● ABOUT THIS TASK: Search the material below for lines containing the string "before", and copy every one you find.

● SOURCE DATA:
use anchor_lang::prelude::*;

use crate::constants::*;
use crate::error::VeError;

/// One reward token streamed by a gauge.
#[derive(AnchorSerialize, AnchorDeserialize, Clone, Copy, Debug, Default, PartialEq, Eq)]
pub struct RewardStream {
    pub mint: Pubkey,
    pub vault: Pubkey,
    /// Tokens per second, scaled by `PRECISION`
    pub rate: u128,
    pub period_finish: i64,
    pub last_update: i64,
    /// Accumulated reward per staked unit, scaled by `PRECISION`
    pub reward_per_token_stored: u128,
    pub total_notified: u64,
}

impl RewardStream {
    pub const LEN: usize = 32 + 32 + 16 + 8 + 8 + 16 + 8;

    fn last_time_applicable(&self, now: i64) -> i64 {
        now.min(self.period_finish)
    }

    pub fn reward_per_token(&self, total_staked: u64, now: i64) -> Result<u128> {
        if total_staked == 0 {
            return Ok(self.reward_per_token_stored);
        }
        let elapsed = self
            .last_time_applicable(now)
            .saturating_sub(self.last_update)
            .max(0) as u128;
        let accrued = elapsed
            .checked_mul(self.rate)
            .ok_or(VeError::MathOverflow)?
            / total_staked as u128;
        self.reward_per_token_stored
            .checked_add(accrued)
            .ok_or_else(|| error!(VeError::MathOverflow))
    }

    fn update(&mut self, total_staked: u64, now: i64) -> Result<()> {
        self.reward_per_token_stored = self.reward_per_token(total_staked, now)?;
        self.last_update = self.last_update.max(self.last_time_applicable(now));
        Ok(())
    }

    /// Starts a fresh `REWARD_DURATION` period carrying `amount` plus whatever
    /// the running period had not yet streamed.
    fn notify(&mut self, amount: u64, vault_balance: u64, now: i64) -> Result<()> {
        let mut pending = (amount as u128)
            .checked_mul(PRECISION)
            .ok_or(VeError::MathOverflow)?;
        if now < self.period_finish {
            let leftover = ((self.period_finish - now) as u128)
                .checked_mul(self.rate)
                .ok_or(VeError::MathOverflow)?;
            pending = pending.checked_add(leftover).ok_or(VeError::MathOverflow)?;
        }
        let rate = pending / REWARD_DURATION as u128;

        let ceiling = (vault_balance as u128)
            .checked_mul(PRECISION)
            .ok_or(VeError::MathOverflow)?
            / REWARD_DURATION as u128;
        require!(rate <= ceiling, VeError::InsufficientBalance);

        self.rate = rate;
        self.last_update = now;
        self.period_finish = now
            .checked_add(REWARD_DURATION)
            .ok_or(VeError::MathOverflow)?;
        self.total_notified = self
            .total_notified
            .checked_add(amount)
            .ok_or(VeError::MathOverflow)?;
        Ok(())
    }
}

/// Per-pool staking gauge.
///
/// Seeds: [b"gauge", voter.key(), pool.key()]
#[account]
#[derive(Default)]
pub struct Gauge {
    pub voter: Pubkey,
    /// The pool's LP mint
    pub pool: Pubkey,
    /// Address of the paired bribe account, derived and recorded only
    pub bribe: Pubkey,
    pub stake_vault: Pubkey,

    pub total_staked: u64,

    /// Reward streams, stream 0 is the emission token
    pub rewards: Vec<RewardStream>,

    pub is_alive: bool,
    pub created_at: i64,

    pub stake_vault_bump: u8,
    pub bump: u8,
}

impl Gauge {
    pub const LEN: usize = 8
        + (32 * 4)
        + 8
        + 4 + MAX_REWARD_TOKENS * RewardStream::LEN
        + 1
        + 8
        + 2;

    pub fn is_registered(&self) -> bool {
        self.voter != Pubkey::default()
    }

    pub fn stream_index(&self, mint: &Pubkey) -> Option<usize> {
        self.rewards.iter().position(|r| r.mint == *mint)
    }

    fn stream(&self, index: usize) -> Result<&RewardStream> {
        self.rewards
            .get(index)
            .ok_or_else(|| error!(VeError::UnknownRewardToken))
    }

    pub fn add_reward_token(&mut self, mint: Pubkey, vault: Pubkey, now: i64) -> Result<usize> {
        require!(self.stream_index(&mint).is_none(), VeError::RewardTokenExists);
        require!(self.rewards.len() < MAX_REWARD_TOKENS, VeError::TooManyRewardTokens);

        self.rewards.push(RewardStream {
            mint,
            vault,
            last_update: now,
            period_finish: now,
            ..Default::default()
        });
        Ok(self.rewards.len() - 1)
    }

    pub fn update_streams(&mut self, now: i64) -> Result<()> {
        let total = self.total_staked;
        for stream in self.rewards.iter_mut() {
            stream.update(total, now)?;
        }
        Ok(())
    }

    /// Brings every stream up to `now` and moves the account's pending
    /// rewards into its unclaimed buckets. Must precede any balance change.
    pub fn checkpoint_account(&mut self, stake: &mut GaugeStake, now: i64) -> Result<()> {
        self.update_streams(now)?;

        while stake.rewards.len() < self.rewards.len() {
            stake.rewards.push(RewardCheckpoint::default());
        }
        for (stream, account) in self.rewards.iter().zip(stake.rewards.iter_mut()) {
            let pending = pending_reward(
                stake.balance,
                stream.reward_per_token_stored,
                account.reward_per_token_paid,
            )?;
            account.unclaimed = account
                .unclaimed
                .checked_add(pending)
                .ok_or(VeError::MathOverflow)?;
            account.reward_per_token_paid = stream.reward_per_token_stored;
        }
        Ok(())
    }

    /// Rewards `stake` could collect from stream `index` at `now`.
    pub fn earned(&self, stake: &GaugeStake, index: usize, now: i64) -> Result<u64> {
        let stream = self.stream(index)?;
        let rpt = stream.reward_per_token(self.total_staked, now)?;
        let account = stake.rewards.get(index).copied().unwrap_or_default();
        pending_reward(stake.balance, rpt, account.reward_per_token_paid)?
            .checked_add(account.unclaimed)
            .ok_or_else(|| error!(VeError::MathOverflow))
    }

    pub fn deposit(&mut self, stake: &mut GaugeStake, amount: u64, now: i64) -> Result<()> {
        require!(amount > 0, VeError::ZeroAmount);

        self.checkpoint_account(stake, now)?;
        stake.balance = stake.balance.checked_add(amount).ok_or(VeError::MathOverflow)?;
        self.total_staked = self
            .total_staked
            .checked_add(amount)
            .ok_or(VeError::MathOverflow)?;
        Ok(())
    }

    pub fn withdraw(&mut self, stake: &mut GaugeStake, amount: u64, now: i64) -> Result<()> {
        require!(amount > 0, VeError::ZeroAmount);
        require!(amount <= stake.balance, VeError::InsufficientBalance);

        self.checkpoint_account(stake, now)?;
        stake.balance -= amount;
        self.total_staked = self
            .total_staked
            .checked_sub(amount)
            .ok_or(VeError::MathOverflow)?;
        Ok(())
    }

    /// Checkpoints `stake` and empties the requested buckets, returning the
    /// amount owed per stream in request order.
    pub fn take_rewards(
        &mut self,
        stake: &mut GaugeStake,
        streams: &[u8],
        now: i64,
    ) -> Result<Vec<u64>> {
        for index in streams {
            self.stream(*index as usize)?;
        }

        self.checkpoint_account(stake, now)?;
        let mut paid = Vec::with_capacity(streams.len());
        for index in streams {
            let bucket = stake
                .rewards
                .get_mut(*index as usize)
                .ok_or(VeError::UnknownRewardToken)?;
            paid.push(std::mem::take(&mut bucket.unclaimed));
        }
        Ok(paid)
    }

    /// Starts a new reward period on stream `index`. `vault_balance` is the
    /// stream vault's balance including `amount`.
    pub fn notify_reward_amount(
        &mut self,
        index: usize,
        amount: u64,
        vault_balance: u64,
        now: i64,
    ) -> Result<()> {
        self.stream(index)?;
        self.update_streams(now)?;
        self.rewards
            .get_mut(index)
            .ok_or(VeError::UnknownRewardToken)?
            .notify(amount, vault_balance, now)
    }

    pub fn address(voter: &Pubkey, pool: &Pubkey) -> (Pubkey, u8) {
        Pubkey::find_program_address(&[GAUGE_SEED, voter.as_ref(), pool.as_ref()], &crate::ID)
    }

    pub fn bribe_address(gauge: &Pubkey) -> Pubkey {
        Pubkey::find_program_address(&[BRIBE_SEED, gauge.as_ref()], &crate::ID).0
    }
}

fn pending_reward(balance: u64, rpt: u128, paid: u128) -> Result<u64> {
    let delta = rpt.checked_sub(paid).ok_or(VeError::MathOverflow)?;
    let scaled = (balance as u128)
        .checked_mul(delta)
        .ok_or(VeError::MathOverflow)?
        / PRECISION;
    u64::try_from(scaled).map_err(|_| error!(VeError::MathOverflow))
}

#[derive(AnchorSerialize, AnchorDeserialize, Clone, Copy, Debug, Default, PartialEq, Eq)]
pub struct RewardCheckpoint {
    pub reward_per_token_paid: u128,
    pub unclaimed: u64,
}

impl RewardCheckpoint {
    pub const LEN: usize = 16 + 8;
}

/// A depositor's stake in one gauge.
///
/// Seeds: [b"gauge_stake", gauge.key(), owner.key()]
#[account]
#[derive(Default)]
pub struct GaugeStake {
    pub gauge: Pubkey,
    pub owner: Pubkey,
    pub balance: u64,
    pub rewards: Vec<RewardCheckpoint>,
    pub bump: u8,
}

impl GaugeStake {
    pub const LEN: usize = 8 + 32 + 32 + 8 + 4 + MAX_REWARD_TOKENS * RewardCheckpoint::LEN + 1;
}

#[cfg(test)]
mod tests {
    use super::*;
    use anchor_lang::error::Error;
    use proptest::prelude::*;

    const T0: i64 = 3_000 * WEEK;

    fn gauge_with_emission() -> Gauge {
        let mut gauge = Gauge {
            voter: Pubkey::new_unique(),
            pool: Pubkey::new_unique(),
            is_alive: true,
            ..Default::default()
        };
        gauge
            .add_reward_token(Pubkey::new_unique(), Pubkey::new_unique(), T0)
            .unwrap();
        gauge
    }

    #[test]
    fn single_staker_earns_whole_period() {
        let mut gauge = gauge_with_emission();
        let mut alice = GaugeStake::default();
        gauge.deposit(&mut alice, 1_000, T0).unwrap();
        gauge.notify_reward_amount(0, 604_800, 604_800, T0).unwrap();

        assert_eq!(gauge.earned(&alice, 0, T0 + WEEK / 2).unwrap(), 302_400);
        assert_eq!(gauge.earned(&alice, 0, T0 + 2 * WEEK).unwrap(), 604_800);
    }

    #[test]
    fn notify_rejects_underfunded_vault() {
        let mut gauge = gauge_with_emission();
        assert_eq!(
            gauge.notify_reward_amount(0, 1_000_000, 999_999, T0).unwrap_err(),
            Error::from(VeError::InsufficientBalance)
        );
        assert_eq!(
            gauge.notify_reward_amount(3, 1, 1, T0).unwrap_err(),
            Error::from(VeError::UnknownRewardToken)
        );
    }

    #[test]
    fn mid_period_notify_blends_leftover() {
        let mut gauge = gauge_with_emission();
        let mut alice = GaugeStake::default();
        gauge.deposit(&mut alice, 10, T0).unwrap();
        gauge.notify_reward_amount(0, 604_800, 604_800, T0).unwrap();
        gauge
            .notify_reward_amount(0, 604_800, 604_800 + 302_400, T0 + WEEK / 2)
            .unwrap();

        assert_eq!(gauge.rewards[0].period_finish, T0 + WEEK / 2 + WEEK);
        let total = gauge.earned(&alice, 0, T0 + 3 * WEEK).unwrap();
        assert!(total <= 2 * 604_800 && total >= 2 * 604_800 - 2);
    }

    #[test]
    fn withdraw_beyond_balance_leaves_state_untouched() {
        let mut gauge = gauge_with_emission();
        let mut alice = GaugeStake::default();
        gauge.deposit(&mut alice, 50, T0).unwrap();
        let before = (gauge.total_staked, alice.rewards.clone());

        assert_eq!(
            gauge.withdraw(&mut alice, 51, T0 + 10).unwrap_err(),
            Error::from(VeError::InsufficientBalance)
        );
        assert_eq!((gauge.total_staked, alice.rewards.clone()), before);

        gauge.withdraw(&mut alice, 50, T0 + 10).unwrap();
        assert_eq!(gauge.total_staked, 0);
    }

    #[test]
    fn take_rewards_pays_and_zeroes() {
        let mut gauge = gauge_with_emission();
        let mut alice = GaugeStake::default();
        gauge.deposit(&mut alice, 7, T0).unwrap();
        gauge.notify_reward_amount(0, 604_800, 604_800, T0).unwrap();

        let paid = gauge.take_rewards(&mut alice, &[0], T0 + WEEK).unwrap();
        assert_eq!(paid, vec![604_800]);
        assert_eq!(gauge.earned(&alice, 0, T0 + WEEK).unwrap(), 0);
        assert_eq!(gauge.take_rewards(&mut alice, &[0], T0 + WEEK).unwrap(), vec![0]);
        assert_eq!(
            gauge.take_rewards(&mut alice, &[1], T0 + WEEK).unwrap_err(),
            Error::from(VeError::UnknownRewardToken)
        );
    }

    #[test]
    fn reward_tokens_are_capped_and_unique() {
        let mut gauge = gauge_with_emission();
        let emission_mint = gauge.rewards[0].mint;
        assert_eq!(
            gauge
                .add_reward_token(emission_mint, Pubkey::new_unique(), T0)
                .unwrap_err(),
            Error::from(VeError::RewardTokenExists)
        );
        for _ in 1..MAX_REWARD_TOKENS {
            gauge
                .add_reward_token(Pubkey::new_unique(), Pubkey::new_unique(), T0)
                .unwrap();
        }
        assert_eq!(
            gauge
                .add_reward_token(Pubkey::new_unique(), Pubkey::new_unique(), T0)
                .unwrap_err(),
            Error::from(VeError::TooManyRewardTokens)
        );
    }

    #[test]
    fn late_stream_starts_from_zero_for_existing_stakers() {
        let mut gauge = gauge_with_emission();
        let mut alice = GaugeStake::default();
        gauge.deposit(&mut alice, 100, T0).unwrap();

        let index = gauge
            .add_reward_token(Pubkey::new_unique(), Pubkey::new_unique(), T0 + WEEK)
            .unwrap();
        gauge
            .notify_reward_amount(index, 604_800, 604_800, T0 + WEEK)
            .unwrap();
        assert_eq!(gauge.earned(&alice, index, T0 + 2 * WEEK).unwrap(), 604_800);
    }

    proptest! {
        #[test]
        fn later_deposit_does_not_dilute_accrued_rewards(
            a in 1u64..1_000_000_000_000,
            b in 1u64..1_000_000_000_000,
            reward in 1u64..10_000_000_000_000,
            t1 in 1i64..WEEK,
            dt in 1i64..WEEK,
        ) {
            let mut gauge = gauge_with_emission();
            let mut alice = GaugeStake::default();
            let mut bob = GaugeStake::default();
            gauge.deposit(&mut alice, a, T0).unwrap();
            gauge.notify_reward_amount(0, reward, reward, T0).unwrap();

            let before = gauge.earned(&alice, 0, T0 + t1).unwrap();
            gauge.deposit(&mut bob, b, T0 + t1).unwrap();
            prop_assert_eq!(gauge.earned(&alice, 0, T0 + t1).unwrap(), before);
            prop_assert!(gauge.earned(&alice, 0, T0 + t1 + dt).unwrap() >= before);
        }

        #[test]
        fn payouts_never_exceed_notified(
            stakes in proptest::collection::vec(1u64..1_000_000_000, 1..5),
            reward in 1u64..1_000_000_000_000,
        ) {
            let mut gauge = gauge_with_emission();
            let mut accounts: Vec<GaugeStake> = stakes.iter().map(|_| GaugeStake::default()).collect();
            for (i, (account, amount)) in accounts.iter_mut().zip(stakes.iter()).enumerate() {
                gauge.deposit(account, *amount, T0 + i as i64).unwrap();
            }
            gauge.notify_reward_amount(0, reward, reward, T0 + 10).unwrap();
            let total: u64 = accounts
                .iter()
                .map(|s| gauge.earned(s, 0, T0 + 2 * WEEK).unwrap())
                .sum();
            prop_assert!(total <= reward);
        }
    }
}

● RESULT:
        let before = (gauge.total_staked, alice.rewards.clone());
        assert_eq!((gauge.total_staked, alice.rewards.clone()), before);
            let before = gauge.earned(&alice, 0, T0 + t1).unwrap();
            prop_assert_eq!(gauge.earned(&alice, 0, T0 + t1).unwrap(), before);
            prop_assert!(gauge.earned(&alice, 0, T0 + t1 + dt).unwrap() >= before);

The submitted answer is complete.